In a report released after key announcements made by

chairman Mukesh Ambani at the company AGM yesterday, Jefferies cited 4 catalysts for the stock to march ahead – sustained recovery in GRM (gross refining margin), faster-than-expected tariff hikes in Jio, possible public listing of Jio, and Retail surprising on market share gain and profitability.

In the bull case scenario, it said that the stock can rally up to Rs 3,400 or 29 per cent from the current market price. However, lower-than-expected telecom ARPU or subscribers can lead to a valuation multiple de-rating.

On Jio’s announcement related to 5G’s launch by Diwali and capex of $25 billion, it said the telco would need to monetise this capex through higher revenues in JioFiber, market share gains in mobile revenues from enterprise clients and tariff hikes.

“Jio’s fiber network which is 3-4x the fiber on networks of Bharti Airtel/VIL and its investments in 700MHz/26GHz spectrum should help drive this business.
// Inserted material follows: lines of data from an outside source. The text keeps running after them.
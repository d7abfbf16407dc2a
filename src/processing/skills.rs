//! Skill extraction and categorization

use crate::config::ExtractionConfig;
use crate::processing::profile::{Skill, SkillCategory};
use crate::processing::sections::{SectionKind, SectionSegmenter};
use aho_corasick::{AhoCorasick, MatchKind};
use log::debug;
use regex::Regex;
use std::collections::HashSet;
use std::sync::OnceLock;

/// A keyword the full-document scan looks for.
#[derive(Debug, Clone, Copy)]
pub struct Keyword {
    pub name: &'static str,
    /// Short or common-word keywords (Go, Rust, Spark) only count when
    /// written with their canonical capitalization.
    pub case_sensitive: bool,
}

const fn kw(name: &'static str) -> Keyword {
    Keyword {
        name,
        case_sensitive: false,
    }
}

const fn cs(name: &'static str) -> Keyword {
    Keyword {
        name,
        case_sensitive: true,
    }
}

pub const SKILL_KEYWORDS: &[Keyword] = &[
    // Languages
    kw("JavaScript"),
    kw("TypeScript"),
    kw("Python"),
    kw("Java"),
    kw("C++"),
    kw("C#"),
    cs("Go"),
    cs("Rust"),
    kw("PHP"),
    cs("Ruby"),
    kw("Kotlin"),
    cs("Swift"),
    kw("Scala"),
    // Frontend
    kw("React"),
    kw("Angular"),
    kw("Vue"),
    kw("Next.js"),
    kw("HTML"),
    kw("CSS"),
    cs("Sass"),
    kw("Tailwind"),
    cs("Bootstrap"),
    kw("Redux"),
    // Backend
    kw("Node.js"),
    cs("Express"),
    kw("Django"),
    cs("Flask"),
    cs("Spring"),
    kw("Laravel"),
    kw("GraphQL"),
    kw(".NET"),
    kw("FastAPI"),
    // Databases
    kw("SQL"),
    kw("MySQL"),
    kw("PostgreSQL"),
    kw("MongoDB"),
    kw("Redis"),
    kw("SQLite"),
    kw("Elasticsearch"),
    kw("DynamoDB"),
    // Cloud & DevOps
    kw("AWS"),
    kw("Azure"),
    kw("GCP"),
    kw("Docker"),
    kw("Kubernetes"),
    kw("Terraform"),
    kw("Jenkins"),
    kw("Linux"),
    kw("CI/CD"),
    // Mobile
    kw("React Native"),
    kw("Flutter"),
    kw("Android"),
    kw("iOS"),
    // Data
    cs("Pandas"),
    kw("NumPy"),
    kw("TensorFlow"),
    kw("PyTorch"),
    kw("Machine Learning"),
    kw("Tableau"),
    kw("Power BI"),
    cs("Spark"),
    // Tools
    kw("Git"),
    kw("Jira"),
    kw("Figma"),
    cs("Excel"),
    // Professional
    kw("Agile"),
    kw("Scrum"),
    kw("Leadership"),
    kw("Communication"),
    kw("Project Management"),
];

/// Returned when neither the skills section nor the keyword scan finds
/// anything.
const DEFAULT_SKILLS: &[&str] = &["JavaScript", "React", "Node.js"];

const STOPWORDS: &[&str] = &[
    "and",
    "or",
    "with",
    "using",
    "including",
    "in",
    "of",
    "the",
    "a",
    "an",
    "experience",
    "years",
    "proficient",
    "familiar",
    "knowledge",
    "strong",
    "excellent",
    "good",
    "etc",
    "skills",
];

/// Finds whole-word occurrences of a fixed keyword table.
pub struct KeywordScanner {
    keywords: &'static [Keyword],
    matcher: AhoCorasick,
}

impl Default for KeywordScanner {
    fn default() -> Self {
        Self::new(SKILL_KEYWORDS)
    }
}

impl KeywordScanner {
    pub fn new(keywords: &'static [Keyword]) -> Self {
        let patterns: Vec<&str> = keywords.iter().map(|k| k.name).collect();
        let matcher = AhoCorasick::builder()
            .ascii_case_insensitive(true)
            .match_kind(MatchKind::LeftmostLongest)
            .build(&patterns)
            .expect("Invalid keyword table");

        Self { keywords, matcher }
    }

    /// Keywords present in `text`, in table order, each at most once.
    pub fn scan(&self, text: &str) -> Vec<&'static str> {
        let mut found = vec![false; self.keywords.len()];

        for mat in self.matcher.find_iter(text) {
            let keyword = &self.keywords[mat.pattern().as_usize()];
            let matched = &text[mat.start()..mat.end()];

            if keyword.case_sensitive && matched != keyword.name {
                continue;
            }
            if !is_word_boundary(text, mat.start(), mat.end()) {
                continue;
            }
            found[mat.pattern().as_usize()] = true;
        }

        self.keywords
            .iter()
            .zip(found)
            .filter(|(_, hit)| *hit)
            .map(|(keyword, _)| keyword.name)
            .collect()
    }
}

fn is_word_boundary(text: &str, start: usize, end: usize) -> bool {
    let before_ok = text[..start]
        .chars()
        .next_back()
        .map_or(true, |c| !c.is_alphanumeric());
    let after_ok = text[end..]
        .chars()
        .next()
        .map_or(true, |c| !(c.is_alphanumeric() || c == '+' || c == '#'));
    before_ok && after_ok
}

struct CategoryRule {
    category: SkillCategory,
    pattern: Regex,
}

/// Ordered category rules; the first match wins and unmatched names fall
/// into [`SkillCategory::ProfessionalSkills`].
pub struct SkillCategorizer {
    rules: Vec<CategoryRule>,
}

impl Default for SkillCategorizer {
    fn default() -> Self {
        Self::new()
    }
}

impl SkillCategorizer {
    pub fn new() -> Self {
        let rule = |category, pattern: &str| CategoryRule {
            category,
            pattern: Regex::new(&format!("(?i){}", pattern)).expect("Invalid category regex"),
        };

        // Technical categories match the whole name; professional domains
        // match a word anywhere in it.
        let rules = vec![
            rule(
                SkillCategory::ProgrammingLanguages,
                r"^(?:javascript|typescript|js|ts|python|java|c|c\+\+|c#|go|golang|rust|php|ruby|kotlin|swift|scala|r|perl|dart|elixir|haskell|lua|matlab|objective-c|bash|shell|powershell|clojure|f#|julia|groovy)$",
            ),
            rule(
                SkillCategory::Frontend,
                r"^(?:react|react\.js|reactjs|angular|angularjs|vue|vue\.js|vuejs|svelte|next\.js|nextjs|nuxt|nuxt\.js|html|html5|css|css3|sass|scss|less|tailwind|tailwind css|tailwindcss|bootstrap|redux|jquery|webpack|vite|material ui|gatsby)$",
            ),
            rule(
                SkillCategory::Backend,
                r"^(?:node\.js|nodejs|node|express|express\.js|django|flask|spring|spring boot|laravel|rails|ruby on rails|graphql|\.net|\.net core|asp\.net|fastapi|nestjs|nest\.js|rest|rest apis?|restful apis?|grpc|microservices|koa|gin|actix)$",
            ),
            rule(
                SkillCategory::Database,
                r"^(?:sql|nosql|mysql|postgresql|postgres|mongodb|mongo|redis|sqlite|elasticsearch|dynamodb|oracle|sql server|mssql|mariadb|cassandra|firebase|firestore|neo4j|supabase|couchdb|snowflake)$",
            ),
            rule(
                SkillCategory::CloudDevOps,
                r"^(?:aws|amazon web services|azure|gcp|google cloud|docker|kubernetes|k8s|terraform|jenkins|linux|ci/cd|ansible|github actions|gitlab ci|circleci|helm|nginx|heroku|vercel|netlify|cloudformation|serverless|lambda|prometheus|grafana|openshift)$",
            ),
            rule(
                SkillCategory::Mobile,
                r"^(?:react native|flutter|android|ios|swiftui|xamarin|ionic|expo|jetpack compose)$",
            ),
            rule(
                SkillCategory::DataAnalytics,
                r"^(?:pandas|numpy|tensorflow|pytorch|machine learning|deep learning|tableau|power bi|spark|apache spark|hadoop|scikit-learn|sklearn|keras|data analysis|data visualization|statistics|nlp|computer vision|airflow|kafka|matplotlib|jupyter|looker|etl|big data|data science|ai|artificial intelligence)$",
            ),
            rule(
                SkillCategory::FinanceAccounting,
                r"\b(?:accounting|bookkeeping|budget|budgeting|financial|finance|forecasting|audit|auditing|tax|taxation|payroll|gaap|ifrs|quickbooks|accounts payable|accounts receivable|reconciliation|valuation|cpa)\b",
            ),
            rule(
                SkillCategory::MarketingSales,
                r"\b(?:marketing|seo|sem|sales|crm|salesforce|hubspot|branding|social media|content strategy|copywriting|google analytics|lead generation|advertising|e-?commerce|market research|public relations)\b",
            ),
            rule(
                SkillCategory::DesignCreative,
                r"\b(?:figma|sketch|adobe|photoshop|illustrator|indesign|after effects|premiere|ui design|ux design|ui/ux|ux/ui|user research|wireframing|prototyping|graphic design|typography|canva|invision|visual design)\b",
            ),
            rule(
                SkillCategory::EngineeringCad,
                r"\b(?:autocad|solidworks|catia|revit|ansys|cad|cam|fea|cfd|mechanical design|plc|labview|3d modeling|creo|fusion 360|inventor|simulink)\b",
            ),
            rule(
                SkillCategory::ProjectManagement,
                r"\b(?:project management|program management|product management|agile|scrum|kanban|jira|confluence|asana|trello|pmp|prince2|waterfall|stakeholder management|risk management|roadmapping|sprint planning|lean|six sigma)\b",
            ),
            rule(
                SkillCategory::CommunicationLanguages,
                r"\b(?:communication|public speaking|presentation|presentations|writing|technical writing|english|spanish|french|german|mandarin|chinese|japanese|portuguese|arabic|hindi|italian|korean|russian|bilingual|translation)\b",
            ),
            rule(
                SkillCategory::ToolsSoftware,
                r"\b(?:git|github|gitlab|bitbucket|excel|microsoft office|ms office|word|powerpoint|outlook|google workspace|slack|notion|postman|vs code|visual studio|intellij|eclipse|xcode|sharepoint|zapier)\b",
            ),
            rule(
                SkillCategory::SoftSkills,
                r"\b(?:leadership|teamwork|team player|problem solving|problem-solving|critical thinking|collaboration|mentoring|mentorship|time management|adaptability|creativity|attention to detail|negotiation|conflict resolution|decision making|emotional intelligence|interpersonal|self-motivated|work ethic|organizational)\b",
            ),
        ];

        Self { rules }
    }

    pub fn categorize(&self, name: &str) -> SkillCategory {
        let name = name.trim();
        self.rules
            .iter()
            .find(|rule| rule.pattern.is_match(name))
            .map(|rule| rule.category)
            .unwrap_or(SkillCategory::ProfessionalSkills)
    }
}

/// Categorize a single skill name with the default rule table.
pub fn categorize_skill(name: &str) -> SkillCategory {
    static CATEGORIZER: OnceLock<SkillCategorizer> = OnceLock::new();
    CATEGORIZER.get_or_init(SkillCategorizer::new).categorize(name)
}

pub struct SkillsExtractor {
    segmenter: SectionSegmenter,
    categorizer: SkillCategorizer,
    scanner: KeywordScanner,
    label_regex: Regex,
    item_split_regex: Regex,
    bullet_regex: Regex,
}

impl Default for SkillsExtractor {
    fn default() -> Self {
        Self::new(&ExtractionConfig::default())
    }
}

impl SkillsExtractor {
    pub fn new(config: &ExtractionConfig) -> Self {
        Self {
            segmenter: SectionSegmenter::new(config.min_section_chars),
            categorizer: SkillCategorizer::new(),
            scanner: KeywordScanner::default(),
            label_regex: Regex::new(r"^([A-Za-z][A-Za-z &/+.-]{1,40}?)[ \t]*:[ \t]*(.+)$")
                .expect("Invalid skill label regex"),
            item_split_regex: Regex::new(r"[,;•|]| {2,}").expect("Invalid skill split regex"),
            bullet_regex: Regex::new(r"^[•*\-][ \t]*").expect("Invalid bullet regex"),
        }
    }

    /// Skills from the skills section, falling back to a keyword scan of the
    /// whole document and then to a fixed default set. Never empty.
    pub fn extract_skills(&self, text: &str) -> Vec<Skill> {
        if let Some(section) = self.segmenter.find(text, SectionKind::Skills) {
            let skills = self.parse_section(&section);
            if !skills.is_empty() {
                debug!("Parsed {} skills from skills section", skills.len());
                return skills;
            }
        }

        let scanned: Vec<Skill> = self
            .scanner
            .scan(text)
            .into_iter()
            .map(|name| Skill::new(name, self.categorizer.categorize(name)))
            .collect();
        if !scanned.is_empty() {
            debug!("Keyword scan found {} skills", scanned.len());
            return scanned;
        }

        debug!("No skills found, using defaults");
        DEFAULT_SKILLS
            .iter()
            .map(|name| Skill::new(*name, self.categorizer.categorize(name)))
            .collect()
    }

    fn parse_section(&self, section: &str) -> Vec<Skill> {
        let mut skills = Vec::new();
        let mut seen = HashSet::new();

        for line in section.lines() {
            let line = self.bullet_regex.replace(line.trim(), "");
            if line.is_empty() {
                continue;
            }

            let (explicit, items) = match self.label_regex.captures(&line) {
                Some(caps) => {
                    let category = SkillCategory::from_label(&caps[1]);
                    (category, caps[2].to_string())
                }
                None => (None, line.to_string()),
            };

            let items = items.replace(['(', ')', '[', ']'], ",");
            for token in self.item_split_regex.split(&items) {
                let token = self.clean_token(token);
                if !is_valid_token(&token) || !seen.insert(token.to_lowercase()) {
                    continue;
                }
                let category = explicit.unwrap_or_else(|| self.categorizer.categorize(&token));
                skills.push(Skill::new(token, category));
            }
        }

        skills
    }

    fn clean_token(&self, token: &str) -> String {
        let token = self.bullet_regex.replace(token.trim(), "");
        let mut token = token.trim();
        for prefix in ["and ", "or ", "And ", "Or "] {
            if let Some(rest) = token.strip_prefix(prefix) {
                token = rest.trim_start();
            }
        }
        token.trim_end_matches('.').trim().to_string()
    }
}

fn is_valid_token(token: &str) -> bool {
    let length = token.chars().count();
    if !(2..30).contains(&length) {
        return false;
    }
    if STOPWORDS.contains(&token.to_lowercase().as_str()) {
        return false;
    }
    if token.chars().all(|c| c.is_ascii_digit()) {
        return false;
    }
    token.chars().any(char::is_alphabetic)
}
With fiber penetration still low at 7 per cent, there is enough scope to grow,” analysts at the global brokerage said.

While giving a buy call on the stock with a target price of Rs 2,980, Jefferies said, “We increase our capex est for FY23/24/25E to Rs1.59/1.55/1.59 tn respectively, to factor in higher capex in Jio, conventional O2C and New Energy businesses. We also build in US$9 bn value of the O2C capex (cycle avg margins discounted@12 per cent to Jun-24E) and higher subs in the home broadband segment.”

Jefferies expects Jio to add 71 million subscribers over FY22-25E, with 30-38 mn to be added in the feature phone and smartphone segment. “We expect blended ARPU to be above Rs 200 by FY25E driven by tariff hikes,” it said, adding that RIL’s expansion in the petrochemical business can generate $1.5 bn annualised EBITDA from FY27E assuming five-year average spreads, implying a ROCE of 15 per cent.